La nation ''Woodstock''

En 1969, la tension politique est palpable aux Etats-Unis, les affrontements souterrains avec le bloc soviétique amènent l'Amérique à envoyer des troupes au Vietnam du Sud menacé par une invasion au Nord. Beaucoup de jeunes américains enrôlés dans cette guerre n'adhèrent pas et prônent la paix bafouant le politiquement correct, ce qui est mal vu par une partie de la population.

Dans ce contexte, le célèbre festival de "Woodstock" prévu les 15, 16 et 17 Août 1969 a dû se battre pour trouver sa place. Il n'a pas pu s'organiser à Woodstock, village concentrant de nombreux artistes dont Bob Dylan et qui s'est rapidement sentit envahi. Il s'est tenu en réalité sur un pâturage à Bethel dans l'état de New York. L'évènement était vu d'un très mauvais œil par les commerçants et propriétaires de la région, voyant arriver un mois avant, une horde d'hippies idéalistes, des quatre coins des états-unis pour célébrer la paix et l'amour de la musique.

Des groupes indépendants cherchaient à bloquer l'accès ou faire peur aux festivaliers. Le mécontentement a pris un tournant politique, les opposants au projet formant des barricades pour s'opposer aux participants qualifiés de communistes, de mafieux.

De plus, dans un pays clivé par l'entrée en guerre du Vietnam s'ajoutait la révolte au sein de la communauté noire, qui un an après l'assassinat du pasteur Martin Luther King, appelait à renverser l'ordre établi.

C'est ainsi qu'un des organisateurs du festival a proposé au propriétaire d'un hôtel de White Lake, Elliot Tiber, de lancer un appel à la radio pour fédérer une nouvelle nation. Ce dernier, plein d'espoir a relayé cet appel: " Les organisateurs ont décidé que pour tous ceux qui vont arriver à partir de maintenant au festival de Woodstock, les concerts seront gratuits. C'est bien plus qu'un festival de musique et d'art ! C'est la naissance d'une nouvelle nation, la nation de Woodstock ! Nous sommes contre la guerre. Nous célébrons la liberté, la musique et les droits civiques pour toute la population."

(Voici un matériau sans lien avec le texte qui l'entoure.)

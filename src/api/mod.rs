//! API layer
//!
//! HTTP handlers for:
//! - Home page and account endpoints
//! - Error pages
//! - Metrics (Prometheus)

pub mod errors;
pub mod metrics;
mod pages;

pub use errors::{expose_error_detail, handle_panic, not_found};
pub use metrics::metrics_router;
pub use pages::pages_router;
//! lunch-login - GitHub OAuth login with a signed cookie session
//!
//! # Architecture
//!
//! ```text
//! ┌─────────────────────────────────────────────────────────────┐
//! │                      HTTP Layer (Axum)                       │
//! │  - Trace, panic catching, error detail                      │
//! │  - Session stage (read cookie before, write cookie after)   │
//! └─────────────────────────────────────────────────────────────┘
//!                              │
//! ┌─────────────────────────────────────────────────────────────┐
//! │                      Handlers                                │
//! │  - /auth/github, /auth/github/callback, /logout, /login     │
//! │  - /, /users/me, /health, /metrics                          │
//! └─────────────────────────────────────────────────────────────┘
//!                              │
//! ┌─────────────────────────────────────────────────────────────┐
//! │                   OAuth strategy (GitHub)                    │
//! │  - token exchange, profile fetch                            │
//! └─────────────────────────────────────────────────────────────┘
//! ```
//!
//! # Modules
//!
//! - `api`: pages, error pages and metrics
//! - `auth`: OAuth flow, session codec, identity projection
//! - `config`: Configuration management
//! - `error`: Error types
//! - `metrics`: Prometheus instruments

pub mod api;
pub mod auth;
pub mod config;
pub mod error;
pub mod metrics;

use std::sync::Arc;

/// Application state shared across all handlers
///
/// Read-only after startup; cloned for each request.
#[derive(Clone)]
pub struct AppState {
    /// Application configuration
    pub config: Arc<config::AppConfig>,

    /// Provider adapter used by the login flow
    pub strategy: Arc<dyn auth::OAuthStrategy>,
}

impl AppState {
    /// Initialize application state with the GitHub strategy
    ///
    /// Expects a configuration already checked by `AppConfig::load`.
    ///
    /// # Errors
    /// Returns error if the HTTP client cannot be built
    pub fn new(config: config::AppConfig) -> Result<Self, error::AppError> {
        let strategy = auth::GitHubStrategy::new(config.auth.github.clone())?;
        tracing::info!(
            callback_url = %config.auth.github.callback_url,
            "GitHub strategy initialized"
        );

        Ok(Self::with_strategy(config, Arc::new(strategy)))
    }

    /// Initialize application state with any provider strategy
    pub fn with_strategy(config: config::AppConfig, strategy: Arc<dyn auth::OAuthStrategy>) -> Self {
        Self {
            config: Arc::new(config),
            strategy,
        }
    }
}

/// Build the Axum router with all routes.
///
/// This is shared by the binary and integration tests to keep route
/// composition consistent across environments.
pub fn build_router(state: AppState) -> axum::Router {
    let routes = axum::Router::new()
        .merge(api::pages_router())
        .merge(auth::auth_router())
        .merge(api::metrics_router())
        .fallback(api::not_found);

    with_layers(routes, state)
}

/// Wrap routes in the request stages, outermost last
fn with_layers(routes: axum::Router<AppState>, state: AppState) -> axum::Router {
    use axum::middleware;
    use tower_http::{catch_panic::CatchPanicLayer, trace::TraceLayer};

    routes
        .layer(CatchPanicLayer::custom(api::handle_panic))
        .layer(middleware::from_fn_with_state(
            state.clone(),
            auth::session_stage,
        ))
        .layer(middleware::from_fn_with_state(
            state.clone(),
            api::expose_error_detail,
        ))
        .layer(TraceLayer::new_for_http())
        .with_state(state)
}
//! Error pages
//!
//! - router fallback normalizing unmatched routes to a 404 `AppError`
//! - development-only stage that adds error detail to error bodies
//! - panic handler rendering uncaught failures as a 500 `AppError`

use std::any::Any;

use axum::{
    Json,
    extract::{Request, State},
    middleware::Next,
    response::{IntoResponse, Response},
};

use crate::AppState;
use crate::error::{AppError, ErrorDetail};

/// Fallback for unmatched routes
pub async fn not_found() -> AppError {
    AppError::NotFound
}

/// Error-detail stage
///
/// In development, error responses are rewritten to carry the full error
/// text under `"detail"`. In production they pass through untouched.
pub async fn expose_error_detail(
    State(state): State<AppState>,
    request: Request,
    next: Next,
) -> Response {
    let response = next.run(request).await;

    if !state.config.server.environment.is_development() {
        return response;
    }

    let Some(detail) = response.extensions().get::<ErrorDetail>().cloned() else {
        return response;
    };

    let status = response.status();
    let mut rewritten = (
        status,
        Json(serde_json::json!({
            "status": status.as_u16(),
            "error": detail.message,
            "detail": detail.detail,
        })),
    )
        .into_response();

    // Keep cookie changes made by inner stages.
    for value in response.headers().get_all(axum::http::header::SET_COOKIE) {
        rewritten
            .headers_mut()
            .append(axum::http::header::SET_COOKIE, value.clone());
    }
    rewritten
}

/// Render a caught panic as an internal error
pub fn handle_panic(payload: Box<dyn Any + Send + 'static>) -> Response {
    let message = if let Some(message) = payload.downcast_ref::<String>() {
        message.clone()
    } else if let Some(message) = payload.downcast_ref::<&str>() {
        message.to_string()
    } else {
        "unknown panic payload".to_string()
    };

    AppError::Internal(anyhow::anyhow!("handler panicked: {message}")).into_response()
}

Promesses tenues, pendant ces trois jours devenus complètement incontrôlables, où la jeunesse, réunie dans un chaos pacifique, incarnait une nouvelle réalité. ''Woodstock était à la fois une manifestation pacifique et une immense célébration.'' Richie Havens.

L'historien américain Maurice Isserman, pour qui l'évènement a eu une portée symbolique très puissante, en relate la résonnance historique: ''Parce qu'on pensait comme ça à l'époque, que notre culture était à part, différente. Ça ne veut pas dire, évidemment, que tous les gens sur place étaient politisés, qu'ils partageaient tous une vision hippie mystique, mais les années soixante ont été une décennie où les gens étaient convaincus qu'ils pouvaient faire l'histoire, qu'ils n'étaient pas le jeu de forces qui les dépassaient.''

En 1969, déclarée ''année érotique'' par Gainsbourg, la France a elle aussi vu éclore un vent de révolte avec les manifestations de Mai 68 et trois ans après la mort d'André Breton, un certain Jean Schuster, a décrèté la mort du mouvement surréaliste dans un article du Monde, intitulé ''Le Quatrième chant''. Les surréalistes qui incarnaient une exigence de révolution, ont protesté contre cette idée sans parvenir à se rassembler.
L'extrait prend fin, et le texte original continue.